**What this task involves**
The word to find is "EncoderInfo". Copy each line of the material that contains it.

**Records to use**
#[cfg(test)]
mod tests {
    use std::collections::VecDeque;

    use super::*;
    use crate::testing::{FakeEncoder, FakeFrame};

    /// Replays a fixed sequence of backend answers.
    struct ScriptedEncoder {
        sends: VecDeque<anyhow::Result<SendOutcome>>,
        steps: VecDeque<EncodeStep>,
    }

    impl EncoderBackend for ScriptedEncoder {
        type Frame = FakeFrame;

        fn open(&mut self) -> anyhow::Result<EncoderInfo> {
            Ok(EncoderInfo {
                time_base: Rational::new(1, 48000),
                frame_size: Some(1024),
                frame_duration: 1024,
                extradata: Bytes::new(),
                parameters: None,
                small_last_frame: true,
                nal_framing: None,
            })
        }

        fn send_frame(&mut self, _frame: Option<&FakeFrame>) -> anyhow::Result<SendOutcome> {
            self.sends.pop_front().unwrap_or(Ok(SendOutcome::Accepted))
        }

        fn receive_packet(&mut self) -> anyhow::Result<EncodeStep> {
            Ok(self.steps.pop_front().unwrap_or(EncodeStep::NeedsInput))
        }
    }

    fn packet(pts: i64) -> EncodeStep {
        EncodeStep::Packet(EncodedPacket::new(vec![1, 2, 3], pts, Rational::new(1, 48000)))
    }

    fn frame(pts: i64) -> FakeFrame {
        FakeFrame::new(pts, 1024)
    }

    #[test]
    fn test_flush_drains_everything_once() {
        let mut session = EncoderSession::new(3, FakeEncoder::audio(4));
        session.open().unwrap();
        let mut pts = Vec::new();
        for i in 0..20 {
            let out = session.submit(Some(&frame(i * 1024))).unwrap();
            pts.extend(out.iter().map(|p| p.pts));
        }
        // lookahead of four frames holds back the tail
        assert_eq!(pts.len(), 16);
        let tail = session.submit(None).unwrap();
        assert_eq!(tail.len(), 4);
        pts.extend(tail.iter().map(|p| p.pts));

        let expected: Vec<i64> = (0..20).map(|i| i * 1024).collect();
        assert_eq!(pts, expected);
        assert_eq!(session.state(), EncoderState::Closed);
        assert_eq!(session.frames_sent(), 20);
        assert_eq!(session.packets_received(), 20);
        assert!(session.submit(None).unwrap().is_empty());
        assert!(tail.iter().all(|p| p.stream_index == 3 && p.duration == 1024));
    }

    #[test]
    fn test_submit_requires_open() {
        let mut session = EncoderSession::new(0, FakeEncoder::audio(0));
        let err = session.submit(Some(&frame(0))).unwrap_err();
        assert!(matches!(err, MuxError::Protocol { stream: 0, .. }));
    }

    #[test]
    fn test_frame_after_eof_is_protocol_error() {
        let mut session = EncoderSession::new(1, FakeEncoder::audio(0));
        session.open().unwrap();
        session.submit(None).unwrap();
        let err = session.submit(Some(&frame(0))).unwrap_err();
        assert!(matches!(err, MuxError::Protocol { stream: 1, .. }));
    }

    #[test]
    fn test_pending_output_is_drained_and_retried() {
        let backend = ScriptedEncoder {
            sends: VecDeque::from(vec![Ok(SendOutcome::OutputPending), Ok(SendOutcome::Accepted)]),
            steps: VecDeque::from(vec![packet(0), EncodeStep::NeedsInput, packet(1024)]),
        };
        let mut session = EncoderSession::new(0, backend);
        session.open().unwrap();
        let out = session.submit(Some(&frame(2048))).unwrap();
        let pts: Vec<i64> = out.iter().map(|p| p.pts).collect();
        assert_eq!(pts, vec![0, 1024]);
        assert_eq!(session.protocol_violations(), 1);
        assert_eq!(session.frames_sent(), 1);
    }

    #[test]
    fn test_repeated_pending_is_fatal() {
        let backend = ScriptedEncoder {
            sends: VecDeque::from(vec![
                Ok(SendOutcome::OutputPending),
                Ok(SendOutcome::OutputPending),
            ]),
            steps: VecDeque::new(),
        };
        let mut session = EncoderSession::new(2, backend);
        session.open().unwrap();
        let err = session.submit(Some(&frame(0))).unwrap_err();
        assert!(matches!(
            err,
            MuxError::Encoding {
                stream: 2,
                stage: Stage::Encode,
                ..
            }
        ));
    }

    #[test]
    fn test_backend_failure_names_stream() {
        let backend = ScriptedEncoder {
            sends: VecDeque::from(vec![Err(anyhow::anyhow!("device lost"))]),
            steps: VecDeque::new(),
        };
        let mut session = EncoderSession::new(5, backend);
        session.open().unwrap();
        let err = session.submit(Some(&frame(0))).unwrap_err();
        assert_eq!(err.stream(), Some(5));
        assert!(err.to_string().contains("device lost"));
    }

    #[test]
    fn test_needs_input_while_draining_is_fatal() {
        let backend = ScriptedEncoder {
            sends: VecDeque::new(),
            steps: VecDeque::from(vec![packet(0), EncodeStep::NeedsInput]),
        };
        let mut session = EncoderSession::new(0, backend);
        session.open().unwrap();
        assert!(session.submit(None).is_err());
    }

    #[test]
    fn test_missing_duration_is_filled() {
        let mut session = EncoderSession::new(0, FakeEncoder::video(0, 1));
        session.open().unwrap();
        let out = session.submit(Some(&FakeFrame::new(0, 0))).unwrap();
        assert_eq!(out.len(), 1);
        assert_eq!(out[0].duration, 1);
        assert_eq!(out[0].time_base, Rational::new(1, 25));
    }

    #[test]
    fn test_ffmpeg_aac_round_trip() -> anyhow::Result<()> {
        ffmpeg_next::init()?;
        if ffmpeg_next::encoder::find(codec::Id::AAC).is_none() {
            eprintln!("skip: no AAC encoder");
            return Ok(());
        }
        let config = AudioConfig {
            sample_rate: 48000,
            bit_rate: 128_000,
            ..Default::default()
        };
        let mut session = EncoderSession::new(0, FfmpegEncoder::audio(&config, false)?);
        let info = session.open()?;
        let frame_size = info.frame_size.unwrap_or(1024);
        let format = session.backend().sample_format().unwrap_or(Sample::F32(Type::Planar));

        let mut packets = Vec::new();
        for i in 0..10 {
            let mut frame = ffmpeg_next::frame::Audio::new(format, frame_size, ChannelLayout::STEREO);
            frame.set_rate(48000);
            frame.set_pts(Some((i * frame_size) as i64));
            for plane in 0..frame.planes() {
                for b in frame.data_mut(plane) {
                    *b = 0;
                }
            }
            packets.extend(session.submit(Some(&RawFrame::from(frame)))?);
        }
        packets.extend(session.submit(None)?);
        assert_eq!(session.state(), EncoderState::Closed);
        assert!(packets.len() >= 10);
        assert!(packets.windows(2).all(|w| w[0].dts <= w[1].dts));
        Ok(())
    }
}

**Answer area**
        fn open(&mut self) -> anyhow::Result<EncoderInfo> {
            Ok(EncoderInfo {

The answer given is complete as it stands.